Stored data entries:
#####
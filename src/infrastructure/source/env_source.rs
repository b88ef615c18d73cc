use std::collections::HashMap;
use std::env;

use async_trait::async_trait;

use crate::domain::{CacheError, ParameterSource};

/// Parameter source that reads process environment variables named after the keys
///
/// Unset variables are left out of the result rather than reported here, so
/// the cache's completeness check names them.
#[derive(Debug, Default)]
pub struct EnvParameterSource;

impl EnvParameterSource {
    pub fn new() -> Self {
        Self
    }
}

#[async_trait]
impl ParameterSource for EnvParameterSource {
    async fn fetch(&self, names: &[String]) -> Result<HashMap<String, String>, CacheError> {
        let mut params = HashMap::with_capacity(names.len());

        for name in names {
            match env::var(name) {
                Ok(value) => {
                    params.insert(name.clone(), value);
                }
                Err(e) => {
                    tracing::debug!(name = %name, error = %e, "Environment variable unavailable");
                }
            }
        }

        Ok(params)
    }

    fn source_name(&self) -> &'static str {
        "env"
    }
}
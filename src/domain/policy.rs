use serde::Deserialize;

/// What a read does when the refresh it triggered fails
#[derive(Debug, Clone, Copy, PartialEq, Eq, Deserialize, Default)]
#[serde(rename_all = "snake_case")]
pub enum FallbackPolicy {
    /// Serve the last good values and emit `refreshError`, unless the cache
    /// was never populated
    #[default]
    FailSoft,
    /// Always return the refresh error to the reader
    FailHard,
}

impl std::fmt::Display for FallbackPolicy {
    fn fmt(&self, f: &mut std::fmt::Formatter<'_>) -> std::fmt::Result {
        match self {
            FallbackPolicy::FailSoft => write!(f, "fail_soft"),
            FallbackPolicy::FailHard => write!(f, "fail_hard"),
        }
    }
}

impl std::str::FromStr for FallbackPolicy {
    type Err = crate::domain::CacheError;

    fn from_str(s: &str) -> Result<Self, Self::Err> {
        match s.to_lowercase().as_str() {
            "fail_soft" | "failsoft" | "soft" => Ok(FallbackPolicy::FailSoft),
            "fail_hard" | "failhard" | "hard" => Ok(FallbackPolicy::FailHard),
            _ => Err(crate::domain::CacheError::invalid_argument(format!(
                "Unknown fallback policy: {}. Valid policies: fail_soft, fail_hard",
                s
            ))),
        }
    }
}

#[cfg(test)]
mod tests {
    use super::*;

    #[test]
    fn test_default_is_fail_soft() {
        assert_eq!(FallbackPolicy::default(), FallbackPolicy::FailSoft);
    }

    #[test]
    fn test_parse_policy() {
        assert_eq!("fail_hard".parse::<FallbackPolicy>().unwrap(), FallbackPolicy::FailHard);
        assert_eq!("Soft".parse::<FallbackPolicy>().unwrap(), FallbackPolicy::FailSoft);
        assert!("retry".parse::<FallbackPolicy>().is_err());
    }

    #[test]
    fn test_deserialize_policy() {
        let policy: FallbackPolicy = serde_json::from_str("\"fail_hard\"").unwrap();
        assert_eq!(policy, FallbackPolicy::FailHard);
    }
}
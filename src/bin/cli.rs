//
// Copyright, 2025.  Signal65 / Futurum Group.
//
//! CLI over the s3util library.
//!
//! Examples:
//! ```bash
//! s3util-cli list      s3://bucket/prefix/ --suffix .json
//! s3util-cli exists    s3://bucket/key
//! s3util-cli get       s3://bucket/key
//! s3util-cli upload    local-file s3://bucket/key
//! s3util-cli download  s3://bucket/key ./out/
//! s3util-cli presign   s3://bucket/key --method GET
//! s3util-cli inventory s3://bucket/inventory/ --start-date 2023-03-01
//! ```

use anyhow::Result;
use chrono::NaiveDate;
use clap::{ArgAction, Parser, Subcommand};
use futures_util::StreamExt;
use std::path::PathBuf;
use tracing_subscriber::EnvFilter;

use s3util::{
    AwsClient, InventoryQuery, PresignOptions, PutOptions, download, exists, find_objects,
    latest_inventory, parse_s3_uri, presign_url, read, upload,
};

#[derive(Parser)]
#[command(name = "s3util-cli", about = "S3 object helper CLI", version)]
struct Cli {
    /// Increase log verbosity (-v = info, -vv = debug)
    #[arg(short = 'v', long, action = ArgAction::Count, global = true)]
    verbose: u8,

    #[command(subcommand)]
    cmd: Command,
}

#[derive(Subcommand)]
enum Command {
    /// List keys under a bucket/prefix URI
    List {
        /// Prefix URI, e.g. s3://bucket/prefix/
        uri: String,
        /// Only print keys ending with this suffix
        #[arg(short, long, default_value = "")]
        suffix: String,
    },
    /// Check whether an object exists
    Exists { uri: String },
    /// Print an object to stdout (gunzips .gz keys)
    Get { uri: String },
    /// Upload a local file to an object URI
    Upload {
        file: PathBuf,
        uri: String,
        /// Store with a public-read ACL
        #[arg(long)]
        public: bool,
        #[arg(long)]
        content_type: Option<String>,
    },
    /// Download an object into a directory, keeping its filename
    Download {
        uri: String,
        #[arg(default_value = ".")]
        dir: PathBuf,
    },
    /// Compute a signed request for an object without contacting AWS
    Presign {
        uri: String,
        #[arg(long)]
        region: Option<String>,
        #[arg(long, default_value = "GET")]
        method: String,
        #[arg(long)]
        public: bool,
        #[arg(long)]
        requester_pays: bool,
        #[arg(long)]
        content_type: Option<String>,
    },
    /// Scan the latest inventory report under a URI
    Inventory {
        uri: String,
        /// Only keep records whose Key starts with this prefix
        #[arg(long)]
        prefix: Option<String>,
        /// Only keep records whose Key ends with this suffix
        #[arg(long)]
        suffix: Option<String>,
        #[arg(long)]
        start_date: Option<NaiveDate>,
        #[arg(long)]
        end_date: Option<NaiveDate>,
        /// Schema column driving the date window
        #[arg(long, default_value = "LastModifiedDate")]
        datetime_key: String,
    },
}

#[tokio::main]
async fn main() -> Result<()> {
    let cli = Cli::parse();

    let filter = match cli.verbose {
        0 => "warn",
        1 => "info",
        _ => "debug",
    };
    tracing_subscriber::fmt()
        .with_env_filter(
            EnvFilter::try_from_default_env().unwrap_or_else(|_| EnvFilter::new(filter)),
        )
        .init();

    match cli.cmd {
        Command::List { uri, suffix } => {
            let client = AwsClient::from_env().await?;
            let parts = parse_s3_uri(&uri)?;
            let mut keys = find_objects(&client, &parts, &suffix);
            while let Some(key) = keys.next().await {
                println!("{}", key?);
            }
        }
        Command::Exists { uri } => {
            let client = AwsClient::from_env().await?;
            let found = exists(&client, &uri).await?;
            println!("{found}");
            if !found {
                std::process::exit(1);
            }
        }
        Command::Get { uri } => {
            let client = AwsClient::from_env().await?;
            print!("{}", read(&client, &uri).await?);
        }
        Command::Upload {
            file,
            uri,
            public,
            content_type,
        } => {
            let client = AwsClient::from_env().await?;
            let opts = PutOptions {
                public,
                content_type,
            };
            let stored = upload(&client, &file, &uri, &opts).await?;
            println!("{stored}");
        }
        Command::Download { uri, dir } => {
            let client = AwsClient::from_env().await?;
            let path = download(&client, &uri, &dir).await?;
            println!("{}", path.display());
        }
        Command::Presign {
            uri,
            region,
            method,
            public,
            requester_pays,
            content_type,
        } => {
            let opts = PresignOptions {
                region,
                method,
                public,
                requester_pays,
                content_type,
            };
            let signed = presign_url(&uri, &opts)?;
            println!("{}", signed.url);
            match signed.headers {
                Some(headers) => {
                    for (name, value) in headers {
                        println!("{name}: {value}");
                    }
                }
                None => println!("(unsigned: no credentials resolved)"),
            }
        }
        Command::Inventory {
            uri,
            prefix,
            suffix,
            start_date,
            end_date,
            datetime_key,
        } => {
            let client = AwsClient::from_env().await?;
            let parts = parse_s3_uri(&uri)?;
            let query = InventoryQuery {
                prefix,
                suffix,
                start_date,
                end_date,
                datetime_key,
            };
            let mut records = latest_inventory(&client, &parts, query);
            while let Some(record) = records.next().await {
                println!("{}", serde_json::to_string(&record?)?);
            }
        }
    }
    Ok(())
}
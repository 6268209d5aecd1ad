// src/ops.rs
//
// Copyright, 2025.  Signal65 / Futurum Group.
//
//! Convenience object operations over an [`ObjectClient`]: existence
//! checks, whole-object reads (with transparent gunzip for `.gz` keys),
//! and local-file upload/download staging.

use std::io::Read;
use std::path::{Path, PathBuf};

use anyhow::{Context, Result, bail};
use bytes::Bytes;
use flate2::read::GzDecoder;
use tracing::debug;

use crate::client::{ObjectClient, PutOptions};
use crate::uri::parse_s3_uri;

/// Check whether the object behind `uri` exists.
///
/// Object absence is folded into `Ok(false)`; every other transport error
/// propagates.
pub async fn exists(client: &dyn ObjectClient, uri: &str) -> Result<bool> {
    let parts = parse_s3_uri(uri)?;
    client.head_object(&parts.bucket, &parts.key).await
}

/// Fetch `bucket`/`key` fully, gunzipping keys with a `.gz` extension,
/// and decode as UTF-8.
pub async fn read_object(client: &dyn ObjectClient, bucket: &str, key: &str) -> Result<String> {
    let body = client.get_object(bucket, key).await?;
    let body = if key.ends_with(".gz") {
        let mut decoder = GzDecoder::new(&body[..]);
        let mut out = Vec::new();
        decoder
            .read_to_end(&mut out)
            .with_context(|| format!("gunzip of s3://{bucket}/{key} failed"))?;
        out
    } else {
        body.to_vec()
    };
    String::from_utf8(body).with_context(|| format!("s3://{bucket}/{key} is not valid UTF-8"))
}

/// Read the object behind `uri` as a UTF-8 string.
pub async fn read(client: &dyn ObjectClient, uri: &str) -> Result<String> {
    let parts = parse_s3_uri(uri)?;
    if parts.key.is_empty() {
        bail!("Cannot read: URI {uri} has no object key");
    }
    read_object(client, &parts.bucket, &parts.key).await
}

/// Read the object behind `uri` as a JSON document.
pub async fn read_json(client: &dyn ObjectClient, uri: &str) -> Result<serde_json::Value> {
    let body = read(client, uri).await?;
    serde_json::from_str(&body).with_context(|| format!("{uri} is not valid JSON"))
}

/// Upload a local file to `uri` and return the canonical `s3://` locator
/// of the stored object.
pub async fn upload(
    client: &dyn ObjectClient,
    path: &Path,
    uri: &str,
    opts: &PutOptions,
) -> Result<String> {
    let parts = parse_s3_uri(uri)?;
    if parts.key.is_empty() {
        bail!("Cannot upload: URI {uri} has no object key");
    }
    debug!("uploading {} to {}", path.display(), uri);

    let data = tokio::fs::read(path)
        .await
        .with_context(|| format!("read local file {}", path.display()))?;
    client
        .put_object(&parts.bucket, &parts.key, Bytes::from(data), opts)
        .await?;
    Ok(parts.to_uri())
}

/// Download the object behind `uri` into `out_dir`, keeping its filename.
/// `out_dir` is created when it does not exist. Returns the written path.
pub async fn download(client: &dyn ObjectClient, uri: &str, out_dir: &Path) -> Result<PathBuf> {
    let parts = parse_s3_uri(uri)?;
    if parts.filename.is_empty() {
        bail!("Cannot download: URI {uri} has no filename");
    }
    let out_path = out_dir.join(&parts.filename);
    debug!("downloading {} as {}", uri, out_path.display());

    if !out_dir.as_os_str().is_empty() {
        tokio::fs::create_dir_all(out_dir)
            .await
            .with_context(|| format!("create output directory {}", out_dir.display()))?;
    }

    let body = client.get_object(&parts.bucket, &parts.key).await?;
    tokio::fs::write(&out_path, body)
        .await
        .with_context(|| format!("write {}", out_path.display()))?;
    Ok(out_path)
}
#####
◆ Problem to solve:
Each line from the beginning of the entries to the line with "impl std::fmt::Display for" must be repeated exactly, with both end lines kept and no other lines given.

◆ Task response:
filename src/infrastructure/source/env_source.rs
repository b88ef615c18d73cc
use std::collections::HashMap;
use std::env;

use async_trait::async_trait;

use crate::domain::{CacheError, ParameterSource};

/// Parameter source that reads process environment variables named after the keys
///
/// Unset variables are left out of the result rather than reported here, so
/// the cache's completeness check names them.
#[derive(Debug, Default)]
pub struct EnvParameterSource;

impl EnvParameterSource {
    pub fn new() -> Self {
        Self
    }
}

#[async_trait]
impl ParameterSource for EnvParameterSource {
    async fn fetch(&self, names: &[String]) -> Result<HashMap<String, String>, CacheError> {
        let mut params = HashMap::with_capacity(names.len());

        for name in names {
            match env::var(name) {
                Ok(value) => {
                    params.insert(name.clone(), value);
                }
                Err(e) => {
                    tracing::debug!(name = %name, error = %e, "Environment variable unavailable");
                }
            }
        }

        Ok(params)
    }

    fn source_name(&self) -> &'static str {
        "env"
    }
}
filename src/domain/policy.rs
use serde::Deserialize;

/// What a read does when the refresh it triggered fails
#[derive(Debug, Clone, Copy, PartialEq, Eq, Deserialize, Default)]
#[serde(rename_all = "snake_case")]
pub enum FallbackPolicy {
    /// Serve the last good values and emit `refreshError`, unless the cache
    /// was never populated
    #[default]
    FailSoft,
    /// Always return the refresh error to the reader
    FailHard,
}

impl std::fmt::Display for FallbackPolicy {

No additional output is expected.